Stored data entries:
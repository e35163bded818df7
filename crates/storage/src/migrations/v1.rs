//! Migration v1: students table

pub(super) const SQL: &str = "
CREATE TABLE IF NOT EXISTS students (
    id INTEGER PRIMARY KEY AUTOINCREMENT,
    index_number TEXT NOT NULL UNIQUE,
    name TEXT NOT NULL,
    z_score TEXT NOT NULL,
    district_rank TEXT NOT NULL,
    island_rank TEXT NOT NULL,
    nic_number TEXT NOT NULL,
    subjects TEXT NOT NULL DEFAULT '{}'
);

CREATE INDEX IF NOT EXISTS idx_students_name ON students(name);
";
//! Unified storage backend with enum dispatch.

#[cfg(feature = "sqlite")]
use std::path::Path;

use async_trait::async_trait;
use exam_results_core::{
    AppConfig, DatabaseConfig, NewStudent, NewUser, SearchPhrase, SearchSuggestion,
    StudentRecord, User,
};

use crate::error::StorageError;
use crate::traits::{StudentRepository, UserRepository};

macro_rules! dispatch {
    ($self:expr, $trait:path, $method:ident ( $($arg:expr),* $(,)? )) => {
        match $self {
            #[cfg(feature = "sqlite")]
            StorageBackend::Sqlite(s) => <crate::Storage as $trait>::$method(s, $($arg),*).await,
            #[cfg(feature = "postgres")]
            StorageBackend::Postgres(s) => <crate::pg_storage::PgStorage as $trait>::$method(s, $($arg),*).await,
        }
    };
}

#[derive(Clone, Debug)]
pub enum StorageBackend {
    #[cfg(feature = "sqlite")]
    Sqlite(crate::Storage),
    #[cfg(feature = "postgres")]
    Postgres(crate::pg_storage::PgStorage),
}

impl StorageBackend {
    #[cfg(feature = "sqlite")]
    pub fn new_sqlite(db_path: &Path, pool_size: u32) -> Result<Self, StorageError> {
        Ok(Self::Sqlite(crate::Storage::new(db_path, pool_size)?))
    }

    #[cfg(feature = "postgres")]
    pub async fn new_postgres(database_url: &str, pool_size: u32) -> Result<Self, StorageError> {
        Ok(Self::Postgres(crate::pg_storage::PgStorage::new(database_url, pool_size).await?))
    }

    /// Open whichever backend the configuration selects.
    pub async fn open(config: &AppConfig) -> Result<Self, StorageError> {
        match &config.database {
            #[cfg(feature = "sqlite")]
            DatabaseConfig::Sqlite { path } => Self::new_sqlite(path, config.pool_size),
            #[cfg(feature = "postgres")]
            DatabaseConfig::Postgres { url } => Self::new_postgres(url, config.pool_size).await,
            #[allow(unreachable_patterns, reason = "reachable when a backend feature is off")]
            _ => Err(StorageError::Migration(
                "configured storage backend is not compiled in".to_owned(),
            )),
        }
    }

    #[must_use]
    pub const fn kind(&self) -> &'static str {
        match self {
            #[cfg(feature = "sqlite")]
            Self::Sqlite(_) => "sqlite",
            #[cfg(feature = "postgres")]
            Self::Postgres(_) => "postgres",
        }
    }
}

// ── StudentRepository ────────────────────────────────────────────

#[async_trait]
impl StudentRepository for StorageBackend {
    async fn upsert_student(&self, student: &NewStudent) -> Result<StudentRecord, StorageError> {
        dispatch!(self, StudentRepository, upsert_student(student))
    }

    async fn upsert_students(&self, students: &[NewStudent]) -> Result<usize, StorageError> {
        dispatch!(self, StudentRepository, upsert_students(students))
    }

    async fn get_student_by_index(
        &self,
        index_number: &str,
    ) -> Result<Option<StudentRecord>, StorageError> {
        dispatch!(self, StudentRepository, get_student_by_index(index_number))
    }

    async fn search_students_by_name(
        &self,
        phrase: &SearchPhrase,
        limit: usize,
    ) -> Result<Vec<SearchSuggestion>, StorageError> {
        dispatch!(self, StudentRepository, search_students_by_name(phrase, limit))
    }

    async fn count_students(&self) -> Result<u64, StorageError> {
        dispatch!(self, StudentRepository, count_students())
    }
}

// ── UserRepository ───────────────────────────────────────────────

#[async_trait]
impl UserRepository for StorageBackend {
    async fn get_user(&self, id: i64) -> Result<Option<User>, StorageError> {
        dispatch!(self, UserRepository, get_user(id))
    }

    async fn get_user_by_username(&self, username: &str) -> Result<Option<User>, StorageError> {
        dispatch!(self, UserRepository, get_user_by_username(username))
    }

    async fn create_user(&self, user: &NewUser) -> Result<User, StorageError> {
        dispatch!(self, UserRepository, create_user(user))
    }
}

TRY IT:
Would you transcribe every entry exactly?

RESPONSE TO THIS TASK:
repository e35163bded818df7
filename crates/storage/src/migrations/v1.rs
//! Migration v1: students table

pub(super) const SQL: &str = "
CREATE TABLE IF NOT EXISTS students (
    id INTEGER PRIMARY KEY AUTOINCREMENT,
    index_number TEXT NOT NULL UNIQUE,
    name TEXT NOT NULL,
    z_score TEXT NOT NULL,
    district_rank TEXT NOT NULL,
    island_rank TEXT NOT NULL,
    nic_number TEXT NOT NULL,
    subjects TEXT NOT NULL DEFAULT '{}'
);

CREATE INDEX IF NOT EXISTS idx_students_name ON students(name);
";
//! Unified storage backend with enum dispatch.

#[cfg(feature = "sqlite")]
use std::path::Path;

use async_trait::async_trait;
use exam_results_core::{
    AppConfig, DatabaseConfig, NewStudent, NewUser, SearchPhrase, SearchSuggestion,
    StudentRecord, User,
};

use crate::error::StorageError;
use crate::traits::{StudentRepository, UserRepository};

macro_rules! dispatch {
    ($self:expr, $trait:path, $method:ident ( $($arg:expr),* $(,)? )) => {
        match $self {
            #[cfg(feature = "sqlite")]
            StorageBackend::Sqlite(s) => <crate::Storage as $trait>::$method(s, $($arg),*).await,
            #[cfg(feature = "postgres")]
            StorageBackend::Postgres(s) => <crate::pg_storage::PgStorage as $trait>::$method(s, $($arg),*).await,
        }
    };
}

#[derive(Clone, Debug)]
pub enum StorageBackend {
    #[cfg(feature = "sqlite")]
    Sqlite(crate::Storage),
    #[cfg(feature = "postgres")]
    Postgres(crate::pg_storage::PgStorage),
}

impl StorageBackend {
    #[cfg(feature = "sqlite")]
    pub fn new_sqlite(db_path: &Path, pool_size: u32) -> Result<Self, StorageError> {
        Ok(Self::Sqlite(crate::Storage::new(db_path, pool_size)?))
    }

    #[cfg(feature = "postgres")]
    pub async fn new_postgres(database_url: &str, pool_size: u32) -> Result<Self, StorageError> {
        Ok(Self::Postgres(crate::pg_storage::PgStorage::new(database_url, pool_size).await?))
    }

    /// Open whichever backend the configuration selects.
    pub async fn open(config: &AppConfig) -> Result<Self, StorageError> {
        match &config.database {
            #[cfg(feature = "sqlite")]
            DatabaseConfig::Sqlite { path } => Self::new_sqlite(path, config.pool_size),
            #[cfg(feature = "postgres")]
            DatabaseConfig::Postgres { url } => Self::new_postgres(url, config.pool_size).await,
            #[allow(unreachable_patterns, reason = "reachable when a backend feature is off")]
            _ => Err(StorageError::Migration(
                "configured storage backend is not compiled in".to_owned(),
            )),
        }
    }

    #[must_use]
    pub const fn kind(&self) -> &'static str {
        match self {
            #[cfg(feature = "sqlite")]
            Self::Sqlite(_) => "sqlite",
            #[cfg(feature = "postgres")]
            Self::Postgres(_) => "postgres",
        }
    }
}

// ── StudentRepository ────────────────────────────────────────────

#[async_trait]
impl StudentRepository for StorageBackend {
    async fn upsert_student(&self, student: &NewStudent) -> Result<StudentRecord, StorageError> {
        dispatch!(self, StudentRepository, upsert_student(student))
    }

    async fn upsert_students(&self, students: &[NewStudent]) -> Result<usize, StorageError> {
        dispatch!(self, StudentRepository, upsert_students(students))
    }

    async fn get_student_by_index(
        &self,
        index_number: &str,
    ) -> Result<Option<StudentRecord>, StorageError> {
        dispatch!(self, StudentRepository, get_student_by_index(index_number))
    }

    async fn search_students_by_name(
        &self,
        phrase: &SearchPhrase,
        limit: usize,
    ) -> Result<Vec<SearchSuggestion>, StorageError> {
        dispatch!(self, StudentRepository, search_students_by_name(phrase, limit))
    }

    async fn count_students(&self) -> Result<u64, StorageError> {
        dispatch!(self, StudentRepository, count_students())
    }
}

// ── UserRepository ───────────────────────────────────────────────

#[async_trait]
impl UserRepository for StorageBackend {
    async fn get_user(&self, id: i64) -> Result<Option<User>, StorageError> {
        dispatch!(self, UserRepository, get_user(id))
    }

    async fn get_user_by_username(&self, username: &str) -> Result<Option<User>, StorageError> {
        dispatch!(self, UserRepository, get_user_by_username(username))
    }

    async fn create_user(&self, user: &NewUser) -> Result<User, StorageError> {
        dispatch!(self, UserRepository, create_user(user))
    }
}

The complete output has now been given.